- _What the task requires_
Every line in the data below that has the word "pair" should be returned.

━━━━━ Data provided

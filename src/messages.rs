// Message types exchanged over zenoh

use serde::{Deserialize, Serialize};

use crate::motor::steering::SteeringStrategy;
use crate::motor::{Speed, WheelCommand};

// Command from the web dashboard / scripts -> runtime
// Either explicit wheel speeds or a normalized virtual stick that the rover mixes itself
#[derive(Debug, Clone, Serialize, Deserialize, PartialEq)]
#[serde(untagged)]
pub enum DriveCommand {
    Wheels { left: i32, right: i32 },
    Stick { lx: f32, ly: f32 },
}

impl DriveCommand {
    /// Resolve to a wheel pair; stick coordinates in [-1, 1] are scaled to the raw axis range first
    pub fn to_wheels(&self, steering: &SteeringStrategy) -> WheelCommand {
        match *self {
            DriveCommand::Wheels { left, right } => {
                WheelCommand::new(Speed::new(left), Speed::new(right))
            }
            DriveCommand::Stick { lx, ly } => {
                let x = (lx.clamp(-1.0, 1.0) * 127.0).trunc();
                let y = (ly.clamp(-1.0, 1.0) * 127.0).trunc();
                steering.mix(x, y)
            }
        }
    }
}

/// Health status published by runtime
#[derive(Debug, Clone, Copy, Serialize, Deserialize, PartialEq, Eq)]
#[serde(rename_all = "snake_case")]
pub enum RuntimeHealth {
    /// Driving from the gamepad
    Gamepad,
    /// Driving from a fresh network command
    Network,
    /// No live source, motors stopped
    Idle,
    /// The last motor write failed
    LinkFault,
}

#[cfg(test)]
mod tests {
    use super::*;

    #[test]
    fn test_parse_wheel_command() {
        let cmd: DriveCommand = serde_json::from_str(r#"{"left": 80, "right": -20}"#).unwrap();
        assert_eq!(cmd, DriveCommand::Wheels { left: 80, right: -20 });

        let wheels = cmd.to_wheels(&SteeringStrategy::default());
        assert_eq!(wheels.left.get(), 80);
        assert_eq!(wheels.right.get(), -20);
    }

    #[test]
    fn test_wheel_command_is_clamped() {
        let cmd = DriveCommand::Wheels { left: 500, right: -500 };
        let wheels = cmd.to_wheels(&SteeringStrategy::default());
        assert_eq!((wheels.left.get(), wheels.right.get()), (127, -127));
    }

    #[test]
    fn test_parse_stick_command() {
        let cmd: DriveCommand = serde_json::from_str(r#"{"lx": 0.0, "ly": 0.0}"#).unwrap();
        assert_eq!(cmd, DriveCommand::Stick { lx: 0.0, ly: 0.0 });
        assert_eq!(cmd.to_wheels(&SteeringStrategy::default()), WheelCommand::STOP);
    }

    #[test]
    fn test_health_serializes_snake_case() {
        let json = serde_json::to_string(&RuntimeHealth::LinkFault).unwrap();
        assert_eq!(json, "\"link_fault\"");
    }
}
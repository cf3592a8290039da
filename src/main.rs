use clap::{Parser, ValueEnum};
use std::sync::atomic::{AtomicBool, Ordering};
use std::sync::Arc;
use std::thread;
use std::time::Duration;
use tokio::sync::watch;
use tracing::{error, info};
use tracing_subscriber::EnvFilter;

use rover_drive_runtime::config;
use rover_drive_runtime::input::{self, GamepadSource, NetworkSource};
use rover_drive_runtime::messages::RuntimeHealth;
use rover_drive_runtime::motor::{
    startup_self_check, ArcadeMix, LinkSettings, MotorLink, PolarMix, SteeringStrategy,
};
use rover_drive_runtime::runtime::{self, CommandArbiter, ShutdownSignal};

#[derive(Debug, Clone, Copy, ValueEnum)]
enum Steering {
    Arcade,
    Polar,
}

/// Rover drive runtime: gamepad / network commands -> qik motor controller
#[derive(Debug, Parser)]
#[command(version)]
struct Args {
    /// Serial port of the motor controller
    #[arg(long, default_value = config::MOTOR_PORT)]
    port: String,

    #[arg(long, default_value_t = config::MOTOR_BAUDRATE)]
    baud: u32,

    /// qik device id
    #[arg(long, default_value_t = config::QIK_DEVICE_ID)]
    device_id: u8,

    /// Use the compact protocol instead of the Pololu protocol
    #[arg(long)]
    compact: bool,

    #[arg(long, value_enum, default_value_t = Steering::Arcade)]
    steering: Steering,

    /// Network commands older than this are ignored (ms)
    #[arg(long, default_value_t = config::CMD_TIMEOUT.as_millis() as u64)]
    cmd_timeout_ms: u64,

    /// Skip the startup controller diagnostics
    #[arg(long)]
    skip_self_check: bool,
}

#[tokio::main]
async fn main() {
    // Setup logging (set RUST_LOG=info or debug)
    tracing_subscriber::fmt()
        .with_env_filter(EnvFilter::from_default_env().add_directive("info".parse().unwrap()))
        .init(); // installs the subscriber globally

    let args = Args::parse();

    if let Err(e) = run(args).await {
        eprintln!("Runtime error: {}", e);
        std::process::exit(1);
    }
}

async fn run(args: Args) -> Result<(), Box<dyn std::error::Error + Send + Sync>> {
    let settings = LinkSettings {
        port: args.port.clone(),
        baudrate: args.baud,
        device_id: args.device_id,
        pololu: !args.compact,
        ..LinkSettings::default()
    };

    // Installed before the motors can move so SIGTERM always takes the stop path
    let mut shutdown_signal = ShutdownSignal::install()?;

    // The only fatal error: without a link the motors were never driven
    let mut link = MotorLink::connect(&settings)?;
    if !args.skip_self_check {
        startup_self_check(&mut link);
    }

    let steering = match args.steering {
        Steering::Arcade => SteeringStrategy::Arcade(ArcadeMix::default()),
        Steering::Polar => SteeringStrategy::Polar(PolarMix::default()),
    };
    info!("Steering strategy: {}", steering.name());

    let network = Arc::new(NetworkSource::new(Duration::from_millis(args.cmd_timeout_ms)));
    info!("Network commands expire after {:?}", network.stale_after());
    let shutdown = Arc::new(AtomicBool::new(false));
    let (health_tx, health_rx) = watch::channel(RuntimeHealth::Idle);

    // The control thread owns the link and the gamepad backend
    let control = thread::Builder::new().name("control".to_string()).spawn({
        let network = network.clone();
        let shutdown = shutdown.clone();
        move || {
            let gamepad = GamepadSource::new(
                input::default_backend(),
                config::KNOWN_GAMEPADS,
                steering,
                config::GAMEPAD_POLL_TIMEOUT,
            );
            let period = Duration::from_millis(1000 / config::LOOP_HZ);
            let mut arbiter =
                CommandArbiter::new(link, gamepad, network, period).with_health_channel(health_tx);
            arbiter.run(&shutdown);
        }
    })?;

    let bridge = tokio::spawn(async move {
        if let Err(e) = runtime::serve_network(network, steering, health_rx).await {
            error!("Network bridge stopped: {}", e);
        }
    });

    let signal = shutdown_signal.recv().await;
    info!("Shutdown requested ({})", signal);

    bridge.abort();
    shutdown.store(true, Ordering::Relaxed);
    if control.join().is_err() {
        error!("Control thread panicked");
    }
    Ok(())
}
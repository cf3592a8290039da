// Push-based command source fed by the network bridge
//
// Level-triggered: the latest pair keeps driving until it is replaced, cleared,
// or ages past the staleness timeout.

use parking_lot::Mutex;
use std::time::{Duration, Instant};
use tracing::debug;

use crate::motor::WheelCommand;

#[derive(Debug, Clone, Copy)]
struct TimedCommand {
    command: WheelCommand,
    issued_at: Instant,
}

/// Latest network drive command, shared between the bridge (writer) and the control loop (reader)
#[derive(Debug)]
pub struct NetworkSource {
    latest: Mutex<Option<TimedCommand>>,
    stale_after: Duration,
}

impl NetworkSource {
    pub fn new(stale_after: Duration) -> Self {
        Self {
            latest: Mutex::new(None),
            stale_after,
        }
    }

    /// Store a new command; speeds are clamped to [-127, 127]
    pub fn set_speed(&self, left: i32, right: i32) {
        self.set_command_at(WheelCommand::from_raw(left, right), Instant::now());
    }

    pub fn set_command(&self, command: WheelCommand) {
        self.set_command_at(command, Instant::now());
    }

    pub fn set_command_at(&self, command: WheelCommand, issued_at: Instant) {
        *self.latest.lock() = Some(TimedCommand { command, issued_at });
    }

    /// The latest command, or `None` if there is none or it has gone stale
    pub fn get_speed(&self) -> Option<WheelCommand> {
        self.get_speed_at(Instant::now())
    }

    pub fn get_speed_at(&self, now: Instant) -> Option<WheelCommand> {
        let latest = *self.latest.lock();
        let timed = latest?;

        let age = now.saturating_duration_since(timed.issued_at);
        if age > self.stale_after {
            debug!("Network command stale ({:?} old)", age);
            return None;
        }
        Some(timed.command)
    }

    /// Drop the stored command immediately
    pub fn clear(&self) {
        *self.latest.lock() = None;
    }

    pub fn stale_after(&self) -> Duration {
        self.stale_after
    }
}
// Rover drive-control core: qik motor link, steering, and the command arbiter

pub mod config;
pub mod input;
pub mod messages;
pub mod motor;
pub mod runtime;
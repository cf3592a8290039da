// Motor control module for the rover's differential drive
//
// Provides:
// - Pololu qik serial protocol codec
// - Byte transport abstraction (serial port / test mock)
// - MotorLink, the typed command surface over the transport
// - Joystick -> wheel speed steering strategies

mod driver;
pub mod qik;
pub mod steering;
pub mod transport;

pub use driver::{startup_self_check, LinkSettings, MotorLink, MOTOR_LEFT, MOTOR_RIGHT};
pub use qik::{ConfigParam, ControllerFault, MotorControllerConfig, QikError};
pub use steering::{ArcadeMix, PolarMix, SteeringStrategy};
pub use transport::{SerialTransport, Transport};

/// Largest magnitude the controller accepts in 7-bit speed mode
pub const MAX_SPEED: i32 = 127;

/// Clamp a raw speed into [-127, 127]
pub fn clamp_speed(value: i32) -> i32 {
    value.clamp(-MAX_SPEED, MAX_SPEED)
}

/// Signed wheel speed as a fraction of full duty cycle, always within [-127, 127]
#[derive(Debug, Clone, Copy, Default, PartialEq, Eq, PartialOrd, Ord, Hash)]
pub struct Speed(i8);

impl Speed {
    pub const ZERO: Speed = Speed(0);

    pub fn new(value: i32) -> Self {
        Speed(clamp_speed(value) as i8)
    }

    /// Truncates toward zero after clamping; NaN maps to zero
    pub fn from_f32(value: f32) -> Self {
        if value.is_nan() {
            return Speed::ZERO;
        }
        let clamped = value.clamp(-(MAX_SPEED as f32), MAX_SPEED as f32);
        Speed(clamped.trunc() as i8)
    }

    pub fn get(self) -> i32 {
        self.0 as i32
    }
}

impl From<Speed> for i32 {
    fn from(speed: Speed) -> i32 {
        speed.get()
    }
}

/// One left/right speed pair. Replaced, never mutated.
#[derive(Debug, Clone, Copy, Default, PartialEq, Eq)]
pub struct WheelCommand {
    pub left: Speed,
    pub right: Speed,
}

impl WheelCommand {
    pub const STOP: WheelCommand = WheelCommand {
        left: Speed::ZERO,
        right: Speed::ZERO,
    };

    pub fn new(left: Speed, right: Speed) -> Self {
        Self { left, right }
    }

    pub fn from_raw(left: i32, right: i32) -> Self {
        Self::new(Speed::new(left), Speed::new(right))
    }
}
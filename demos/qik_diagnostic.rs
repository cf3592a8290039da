// qik diagnostic: READ-ONLY check of the motor controller link
//
// Reads firmware version, error byte, motor currents and all 12 configuration
// parameters. Nothing is configured; the only motor commands are the stop
// frames sent when the link closes.
//
// Usage: cargo run --example qik_diagnostic -- [port]
// Example: cargo run --example qik_diagnostic -- /dev/ttyUSB0

use rover_drive_runtime::config;
use rover_drive_runtime::motor::qik::decode_error_byte;
use rover_drive_runtime::motor::{LinkSettings, MotorLink, MOTOR_LEFT, MOTOR_RIGHT};

fn main() -> Result<(), Box<dyn std::error::Error>> {
    // Setup logging
    tracing_subscriber::fmt()
        .with_env_filter(
            tracing_subscriber::EnvFilter::from_default_env()
                .add_directive("debug".parse().unwrap()),
        )
        .init();

    // Get port from args or use default
    let port = std::env::args()
        .nth(1)
        .unwrap_or_else(|| config::MOTOR_PORT.to_string());

    println!("╔══════════════════════════════════════════════════════════════╗");
    println!("║            Rover qik Diagnostic (READ-ONLY)                  ║");
    println!("╠══════════════════════════════════════════════════════════════╣");
    println!("║  Reads controller state only - no configuration, no movement ║");
    println!("╚══════════════════════════════════════════════════════════════╝");
    println!();
    println!("Serial port: {} @ {} baud", port, config::MOTOR_BAUDRATE);
    println!("Device id:   0x{:02X}", config::QIK_DEVICE_ID);
    println!();

    println!("Step 1: Opening link (autobaud + configuration read)...");
    let settings = LinkSettings {
        port: port.clone(),
        ..LinkSettings::default()
    };
    let mut link = match MotorLink::connect(&settings) {
        Ok(link) => {
            println!("  ✓ Link opened");
            link
        }
        Err(e) => {
            println!("  ✗ Failed to open link: {}", e);
            println!();
            println!("Troubleshooting:");
            println!("  - Check the port path is correct");
            println!("  - Check the user is in the dialout group");
            println!("  - Verify controller power and TX/RX wiring");
            return Err(e.into());
        }
    };
    println!();

    println!("  Talking to device 0x{:02X}", link.device_id());
    println!();

    println!("Step 2: Firmware version...");
    match link.get_firmware_version() {
        Ok(version) => println!("  ✓ Firmware: {:02X?}", version),
        Err(e) => println!("  ✗ ERROR: {}", e),
    }
    println!();

    println!("Step 3: Error byte...");
    match link.get_error_byte() {
        Ok(byte) => {
            let faults = decode_error_byte(byte);
            if faults.is_empty() {
                println!("  ✓ 0x{:02X}: no errors", byte);
            } else {
                println!("  ⚠ 0x{:02X}:", byte);
                for fault in faults {
                    println!("    - {}", fault);
                }
            }
        }
        Err(e) => println!("  ✗ ERROR: {}", e),
    }
    println!();

    println!("Step 4: Motor currents (2s12v10 only)...");
    for (label, motor_id) in [("Left (M0)", MOTOR_LEFT), ("Right (M1)", MOTOR_RIGHT)] {
        match link.get_motor_current(motor_id) {
            Ok(current) => println!("    {:<12} {} (~{} mA)", label, current, current as u32 * 150),
            Err(e) => println!("    {:<12} ERROR: {}", label, e),
        }
    }
    println!();

    println!("Step 5: Configuration parameters (read at connect)...");
    for (param, value) in link.config().iter() {
        match value {
            Some(value) => println!("    {:<24} {}", format!("{:?}", param), value),
            None => println!("    {:<24} NO RESPONSE", format!("{:?}", param)),
        }
    }
    println!();

    println!("╔══════════════════════════════════════════════════════════════╗");
    println!("║                    Diagnostic Complete                       ║");
    println!("╚══════════════════════════════════════════════════════════════╝");
    println!();
    println!("If every parameter shows NO RESPONSE:");
    println!("  1. Check the baud rate matches the controller's autodetected rate");
    println!("  2. Try --compact on the runtime if the Pololu protocol is disabled");
    println!("  3. DeviceId should read back as 0x{:02X}", config::QIK_DEVICE_ID);

    Ok(())
}
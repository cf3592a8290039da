// Polling gamepad command source
//
// Disconnected -> Connecting -> Connected. Discovery matches device names against
// an allowlist; an I/O error while polling drops back to Disconnected with the
// sticks recentred.

use std::io;
use std::time::Duration;
use tracing::{debug, info, warn};

use crate::motor::steering::SteeringStrategy;
use crate::motor::WheelCommand;

/// Absolute axes the rover listens to
#[derive(Debug, Clone, Copy, PartialEq, Eq)]
pub enum Axis {
    X,
    Y,
    Rx,
    Ry,
}

/// One absolute-axis sample, raw device units in [0, 255]
#[derive(Debug, Clone, Copy, PartialEq, Eq)]
pub struct AxisEvent {
    pub axis: Axis,
    pub raw: i32,
}

impl AxisEvent {
    pub fn new(axis: Axis, raw: i32) -> Self {
        Self { axis, raw }
    }
}

/// Device access used by [`GamepadSource`]
///
/// Implementations only need to live on the control thread, so they are not required to be `Send`.
pub trait InputBackend {
    /// Names of the input devices currently attached
    fn device_names(&mut self) -> io::Result<Vec<String>>;

    /// Start reading from the named device
    fn attach(&mut self, name: &str) -> io::Result<()>;

    /// Axis events received within `timeout`; an error means the device is gone
    fn poll_axes(&mut self, timeout: Duration) -> io::Result<Vec<AxisEvent>>;
}

/// Backend for rovers without a gamepad; never finds a device
#[derive(Debug, Default)]
pub struct NoGamepad;

impl InputBackend for NoGamepad {
    fn device_names(&mut self) -> io::Result<Vec<String>> {
        Ok(Vec::new())
    }

    fn attach(&mut self, name: &str) -> io::Result<()> {
        Err(io::Error::new(
            io::ErrorKind::NotFound,
            format!("no gamepad backend for {}", name),
        ))
    }

    fn poll_axes(&mut self, _timeout: Duration) -> io::Result<Vec<AxisEvent>> {
        Err(io::Error::new(io::ErrorKind::NotConnected, "no gamepad backend"))
    }
}

#[derive(Debug, thiserror::Error)]
pub enum GamepadError {
    #[error("Device enumeration failed: {0}")]
    Discovery(#[source] io::Error),

    #[error("No known gamepad attached")]
    NotFound,

    #[error("Gamepad {name} lost: {source}")]
    DeviceLost {
        name: String,
        #[source]
        source: io::Error,
    },
}

/// Connection state of the gamepad
#[derive(Debug, Clone, PartialEq, Eq)]
pub enum GamepadState {
    Disconnected,
    Connecting,
    Connected { name: String },
}

/// Latest centered stick positions, each in [-127, 127]
#[derive(Debug, Clone, Copy, Default, PartialEq)]
pub struct AxisState {
    pub x: f32,
    pub y: f32,
    pub rx: f32,
    pub ry: f32,
}

impl AxisState {
    /// Map a raw sample into the centered range; Y axes are inverted for the stick's up/down polarity
    pub fn apply(&mut self, event: AxisEvent) {
        let centered = center_axis(event.raw);
        match event.axis {
            Axis::X => self.x = centered,
            Axis::Y => self.y = -centered,
            Axis::Rx => self.rx = centered,
            Axis::Ry => self.ry = -centered,
        }
    }
}

/// Raw [0, 255] -> centered [-127, 127]
pub fn center_axis(raw: i32) -> f32 {
    (raw.clamp(0, 254) - 127) as f32
}

pub struct GamepadSource {
    backend: Box<dyn InputBackend>,
    state: GamepadState,
    axes: AxisState,
    known_devices: Vec<String>,
    steering: SteeringStrategy,
    poll_timeout: Duration,
}

impl GamepadSource {
    pub fn new(
        backend: Box<dyn InputBackend>,
        known_devices: &[&str],
        steering: SteeringStrategy,
        poll_timeout: Duration,
    ) -> Self {
        Self {
            backend,
            state: GamepadState::Disconnected,
            axes: AxisState::default(),
            known_devices: known_devices.iter().map(|name| name.to_string()).collect(),
            steering,
            poll_timeout,
        }
    }

    pub fn state(&self) -> &GamepadState {
        &self.state
    }

    pub fn is_connected(&self) -> bool {
        matches!(self.state, GamepadState::Connected { .. })
    }

    pub fn axes(&self) -> AxisState {
        self.axes
    }

    /// Look for an allowlisted device and attach to it
    pub fn connect(&mut self) -> Result<(), GamepadError> {
        if self.is_connected() {
            return Ok(());
        }
        self.state = GamepadState::Connecting;

        let result = self.discover();
        match &result {
            Ok(name) => {
                info!("Gamepad connected: {}", name);
                self.state = GamepadState::Connected { name: name.clone() };
            }
            Err(_) => self.state = GamepadState::Disconnected,
        }
        result.map(|_| ())
    }

    fn discover(&mut self) -> Result<String, GamepadError> {
        let names = self
            .backend
            .device_names()
            .map_err(GamepadError::Discovery)?;
        for name in names {
            debug!("Input device found: {}", name);
            if self.known_devices.iter().any(|known| name.contains(known.as_str())) {
                self.backend
                    .attach(&name)
                    .map_err(|source| GamepadError::DeviceLost {
                        name: name.clone(),
                        source,
                    })?;
                return Ok(name);
            }
        }
        Err(GamepadError::NotFound)
    }

    fn disconnect(&mut self) {
        self.state = GamepadState::Disconnected;
        self.axes = AxisState::default();
    }

    /// Drain pending axis events and mix the left stick
    ///
    /// `Ok(None)` while disconnected. A device error disconnects the source,
    /// recentres the sticks, and is returned to the caller.
    pub fn poll(&mut self) -> Result<Option<WheelCommand>, GamepadError> {
        let name = match &self.state {
            GamepadState::Connected { name } => name.clone(),
            _ => return Ok(None),
        };

        match self.backend.poll_axes(self.poll_timeout) {
            Ok(events) => {
                for event in events {
                    self.axes.apply(event);
                }
                Ok(Some(self.steering.mix(self.axes.x, self.axes.y)))
            }
            Err(source) => {
                warn!("Gamepad {} disconnected: {}", name, source);
                self.disconnect();
                Err(GamepadError::DeviceLost { name, source })
            }
        }
    }
}

#[cfg(test)]
pub(crate) mod scripted {
    use super::*;
    use std::collections::VecDeque;

    /// Backend that replays canned device lists and poll results
    #[derive(Default)]
    pub struct ScriptedBackend {
        pub devices: Vec<String>,
        pub polls: VecDeque<io::Result<Vec<AxisEvent>>>,
        pub attached: Option<String>,
    }

    impl ScriptedBackend {
        pub fn with_devices(devices: &[&str]) -> Self {
            Self {
                devices: devices.iter().map(|d| d.to_string()).collect(),
                ..Self::default()
            }
        }

        pub fn then_events(mut self, events: Vec<AxisEvent>) -> Self {
            self.polls.push_back(Ok(events));
            self
        }

        pub fn then_unplugged(mut self) -> Self {
            self.polls.push_back(Err(io::Error::new(
                io::ErrorKind::NotConnected,
                "device unplugged",
            )));
            self
        }
    }

    impl InputBackend for ScriptedBackend {
        fn device_names(&mut self) -> io::Result<Vec<String>> {
            Ok(self.devices.clone())
        }

        fn attach(&mut self, name: &str) -> io::Result<()> {
            self.attached = Some(name.to_string());
            Ok(())
        }

        fn poll_axes(&mut self, _timeout: Duration) -> io::Result<Vec<AxisEvent>> {
            // Nothing scripted means no new events this tick
            self.polls.pop_front().unwrap_or_else(|| Ok(Vec::new()))
        }
    }
}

━━━━━━━━━━

- _Result_
    /// Resolve to a wheel pair; stick coordinates in [-1, 1] are scaled to the raw axis range first
// Level-triggered: the latest pair keeps driving until it is replaced, cleared,
/// One left/right speed pair. Replaced, never mutated.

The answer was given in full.